What Pansa, the editorial director at Girassol Brasil Edições in São Paulo, has done in her commentary at the Museu Nacional dos Coches is remind more than 50 delegates to the conference from Portugal and other markets that “The Future of Reading”—as the conference is themed—may well lie as much in the preservation and promotion of policies and laws as in arts and letters.

Pansa’s remarks come just days after she and her publishing colleagues in Brazil were successful in their unprecedented lawsuit to protect essential educational-publishing rights and responsibilities from a São Paulo state-government effort to dilute them. The editorial director at Girassol Brasil Edições knows a lot about how and why “we need to be tough and we need to be smart,” having experienced, first-hand, the need to take her own local government to the São Paulo Court of Justice and defend Brazil’s Programa Nacional do Livro Didático, PNLD, the National Textbook Program.

Fresh from that victory, Pansa has translated the energy of a major success into what may be a new tone from the IPA—one perhaps a bit less measured than in the association’s past, more emboldened against rising instances of censorship and copyright infringement. These threats to publishing are buoyed today in many world markets by authoritarian currents in government moves and are quickly being surfaced in brazen corporate efforts to train artificial intelligence on the human genius of literature.

“Some of the biggest companies the world has ever known will seek to use new technologies to justify the need for new laws—laws that weaken authors’ rights and copyright.”Karine Pansa, IPA

“There are many companies,” she said in Lisboa this morning, “some of the biggest companies the world has ever known, that will seek to use new technologies to justify the need for new laws—laws that weaken authors’ rights and copyright.

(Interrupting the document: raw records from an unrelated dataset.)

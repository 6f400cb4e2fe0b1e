//! Offsite backup - main entry point
//!
//! Syncs the configured folders into a bucket, or prints the bucket contents.

use anyhow::{Context, Result};
use clap::Parser;
use offsite_agent::{
    commands,
    config::Config,
    daemon::shutdown::ShutdownCoordinator,
    store::HttpStore,
    utils::{self, logger::LogOutput},
};
use std::path::PathBuf;
use std::process::ExitCode;
use std::sync::Arc;

#[derive(Parser, Debug)]
#[command(author, version, about = "Offsite backup tool", long_about = None)]
struct Args {
    /// Path to configuration file
    #[arg(short, long, value_name = "CONFIG_PATH")]
    config: PathBuf,

    /// Print the contents of the bucket and exit
    #[arg(short, long)]
    print: bool,

    /// Show logs in the console instead of writing to the log file
    #[arg(short, long)]
    show: bool,

    /// Log level (overrides config)
    #[arg(short, long)]
    log_level: Option<String>,

    /// Exit with status 2 when any file failed to back up
    #[arg(long)]
    strict: bool,
}

#[tokio::main]
async fn main() -> Result<ExitCode> {
    let args = Args::parse();

    // Load configuration
    let config = Config::from_file(&args.config)
        .with_context(|| format!("Failed to load configuration from {}", args.config.display()))?;

    // Initialize logging
    let log_level = args.log_level.as_deref().unwrap_or(&config.log_output_level);
    let output = if args.show {
        LogOutput::Stdout
    } else {
        LogOutput::File(&config.log_output_file)
    };
    utils::logger::init(log_level, output)?;

    tracing::info!(
        "Starting offsite-backup v{} (bucket: {}, endpoint: {})",
        env!("CARGO_PKG_VERSION"),
        config.credentials.bucket_name,
        config.endpoint
    );

    let store = match HttpStore::connect(&config.endpoint, &config.credentials, config.compression).await {
        Ok(store) => Arc::new(store),
        Err(e) => {
            tracing::error!("Error authorizing account: {}", e);
            return Err(e).context("Cannot reach the bucket");
        }
    };

    if args.print {
        let listed = commands::print_contents(store.as_ref()).await?;
        tracing::info!("{} objects listed", listed);
        return Ok(ExitCode::SUCCESS);
    }

    let cancel_token = ShutdownCoordinator::new().listen();
    let report = commands::run_sync(&config, store, cancel_token).await?;

    if args.strict && report.has_failures() {
        tracing::warn!("{} files failed to back up", report.failed);
        return Ok(ExitCode::from(2));
    }

    Ok(ExitCode::SUCCESS)
}
use r2d2::Pool;
use r2d2_sqlite::SqliteConnectionManager;

pub type DbPool = Pool<SqliteConnectionManager>;

pub fn create_pool(db_path: &str) -> anyhow::Result<DbPool> {
    // Pragmas are per connection, so apply them to every pooled connection
    let manager = SqliteConnectionManager::file(db_path).with_init(|conn| {
        conn.execute_batch(
            "PRAGMA journal_mode = DELETE;
             PRAGMA synchronous = FULL;
             PRAGMA foreign_keys = ON;",
        )
    });

    let pool = Pool::builder().max_size(4).build(manager)?;
    Ok(pool)
}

“The resilience of our sector is built on solid laws and effective public policies that protect copyright and enable the enforcement of those rights,” Pansa said. “Based on these key enablers, the modern publishing industry has curated the best books humanity has ever produced; educational publishers combine research and practical experience to produce high-level educational resources; publishers of technical and scientific books, called STM, bring the best of global research. In doing so, the publishing market will continue to adopt new technologies, including artificial intelligence, in different ways in their businesses.”

But despite calling for optimism in the potential of publishing to prevail, Pansa spoke of the imperative of realism, the need to be honest: “We already see,” she said, “that the arrival of social media has, in many ways supported an increase in freedom of expression, creating platforms for the exchange of ideas. However, we also see these platforms being used to spread disinformation and intimidate people into silence.

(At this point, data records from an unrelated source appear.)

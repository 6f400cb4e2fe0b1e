//! Content hashing for change detection.
//!
//! Files are hashed with SHA-1, the digest the bucket server reports for every
//! stored version, so local and remote fingerprints compare directly.

use serde::{Deserialize, Deserializer, Serialize, Serializer};
use sha1::{Digest, Sha1};
use std::fmt;
use std::fs::File;
use std::io::Read;
use std::path::Path;
use std::str::FromStr;

/// Read buffer size used when hashing files (64 KiB)
pub const DEFAULT_CHUNK_SIZE: usize = 64 * 1024;

/// A 20-byte SHA-1 fingerprint of a file's content
#[derive(Clone, Copy, PartialEq, Eq, Hash)]
pub struct ContentDigest([u8; 20]);

impl ContentDigest {
    /// Hash an in-memory buffer
    pub fn of_bytes(data: &[u8]) -> Self {
        Self(Sha1::digest(data).into())
    }

    /// Lowercase hex, 40 characters
    pub fn to_hex(&self) -> String {
        hex::encode(self.0)
    }
}

impl fmt::Debug for ContentDigest {
    fn fmt(&self, f: &mut fmt::Formatter<'_>) -> fmt::Result {
        write!(f, "ContentDigest({})", self.to_hex())
    }
}

impl fmt::Display for ContentDigest {
    fn fmt(&self, f: &mut fmt::Formatter<'_>) -> fmt::Result {
        f.write_str(&self.to_hex())
    }
}

impl FromStr for ContentDigest {
    type Err = hex::FromHexError;

    fn from_str(s: &str) -> Result<Self, Self::Err> {
        let mut bytes = [0u8; 20];
        hex::decode_to_slice(s, &mut bytes)?;
        Ok(Self(bytes))
    }
}

impl Serialize for ContentDigest {
    fn serialize<S: Serializer>(&self, serializer: S) -> Result<S::Ok, S::Error> {
        serializer.serialize_str(&self.to_hex())
    }
}

impl<'de> Deserialize<'de> for ContentDigest {
    fn deserialize<D: Deserializer<'de>>(deserializer: D) -> Result<Self, D::Error> {
        let s = String::deserialize(deserializer)?;
        s.parse().map_err(serde::de::Error::custom)
    }
}

/// Hash everything a reader yields, `chunk_size` bytes at a time.
pub fn digest_reader<R: Read>(mut reader: R, chunk_size: usize) -> std::io::Result<ContentDigest> {
    let mut hasher = Sha1::new();
    let mut buffer = vec![0u8; chunk_size.max(1)];

    loop {
        let bytes_read = match reader.read(&mut buffer) {
            Ok(0) => break,
            Ok(n) => n,
            Err(e) if e.kind() == std::io::ErrorKind::Interrupted => continue,
            Err(e) => return Err(e),
        };
        hasher.update(&buffer[..bytes_read]);
    }

    Ok(ContentDigest(hasher.finalize().into()))
}

/// Hash a file by path without loading it into memory
pub fn digest_file(path: &Path) -> std::io::Result<ContentDigest> {
    let file = File::open(path)?;
    digest_reader(file, DEFAULT_CHUNK_SIZE)
}

#[cfg(test)]
mod tests {
    use super::*;
    use std::io::Cursor;
    use tempfile::TempDir;

    #[test]
    fn test_known_digest() {
        // sha1("hello")
        let digest = ContentDigest::of_bytes(b"hello");
        assert_eq!(digest.to_hex(), "aaf4c61ddcc5e8a2dabede0f3b482cd9aea9434d");
    }

    #[test]
    fn test_chunk_size_does_not_change_digest() -> std::io::Result<()> {
        let data: Vec<u8> = (0..200_000u32).map(|i| (i % 251) as u8).collect();
        let expected = ContentDigest::of_bytes(&data);

        for chunk_size in [1, 7, 4096, DEFAULT_CHUNK_SIZE, 1 << 20] {
            let digest = digest_reader(Cursor::new(&data), chunk_size)?;
            assert_eq!(digest, expected, "chunk size {}", chunk_size);
        }

        Ok(())
    }

    #[test]
    fn test_digest_file_matches_bytes() -> std::io::Result<()> {
        let temp_dir = TempDir::new()?;
        let path = temp_dir.path().join("data.bin");
        std::fs::write(&path, b"some file content")?;

        assert_eq!(digest_file(&path)?, ContentDigest::of_bytes(b"some file content"));
        Ok(())
    }

    #[test]
    fn test_empty_file() -> std::io::Result<()> {
        let temp_dir = TempDir::new()?;
        let path = temp_dir.path().join("empty");
        std::fs::write(&path, b"")?;

        assert_eq!(digest_file(&path)?.to_hex(), "da39a3ee5e6b4b0d3255bfef95601890afd80709");
        Ok(())
    }

    #[test]
    fn test_missing_file_is_io_error() {
        let err = digest_file(Path::new("/nonexistent/offsite/file")).unwrap_err();
        assert_eq!(err.kind(), std::io::ErrorKind::NotFound);
    }

    #[test]
    fn test_hex_round_trip_and_serde() {
        let digest = ContentDigest::of_bytes(b"abc");
        let parsed: ContentDigest = digest.to_hex().parse().unwrap();
        assert_eq!(parsed, digest);

        let json = serde_json::to_string(&digest).unwrap();
        assert_eq!(json, format!("\"{}\"", digest.to_hex()));
        assert!("not-hex".parse::<ContentDigest>().is_err());
    }
}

“In our own sector, we have seen many authors and publishers pressured to withdraw books from the market, change promotional campaigns, and make more edits to content.” While not mentioning concerns that some of the most popular social media may be a vehicle for surveillance, she spoke of regimes “in which publishers face intimidation, imprisonment, or even death for the works they publish. The IPA is here to support these publishers and recognize our courageous colleagues through our Prix Voltaire.”

‘Barriers to the Growth of the Reading Habit’

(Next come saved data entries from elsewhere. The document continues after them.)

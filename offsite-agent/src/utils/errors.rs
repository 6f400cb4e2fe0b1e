//! Custom error types for the backup client.

use thiserror::Error;

#[derive(Error, Debug)]
pub enum SyncError {
    #[error("Configuration error: {0}")]
    Config(String),

    #[error("Authentication error: {0}")]
    Auth(String),

    #[error("I/O error: {0}")]
    Io(#[from] std::io::Error),

    #[error("Store unavailable: {0}")]
    StoreUnavailable(String),

    #[error("Quota exceeded: {0}")]
    QuotaExceeded(String),

    #[error("HTTP error: {0}")]
    Http(#[from] reqwest::Error),
}

pub type Result<T> = std::result::Result<T, SyncError>;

‘if the world’s biggest companies want to use the high-quality, unique and innovative works that our sector produces, they will need to obtain licenses,’ International Publishers Association president Karine Pansa tells her audience in Lisboa. Image: IPA

The program in Portugal has offered more than 20 events, created as debates and discussions, and organizers prior to the event reportedly expected attendees to include the Portuguese president, Marcelo Rebelo de Sousa, various ministers of state, and Antonio Feijó—since May 2022 the president of the powerful Calouste Gulbenkian Foundation.

“When it comes to diversity, can we better represent the cultural richness of our societies through the books we publish? When it comes to inclusion, can we ensure better representation in our workforce, for example in relation to gender?”Karine Pansa, IPA

The delegates heard from Pansa about the importance of policies that support building a habit of reading in a population—fundamental among these “public policies already used here in Portugal and in some other countries such as the book voucher.  The fixed price law and tax policies to support the sector,” she said, “namely zero VAT for all books, have become a popular way to support this and are an excellent tool for all book formats to support the promotion of this habit.”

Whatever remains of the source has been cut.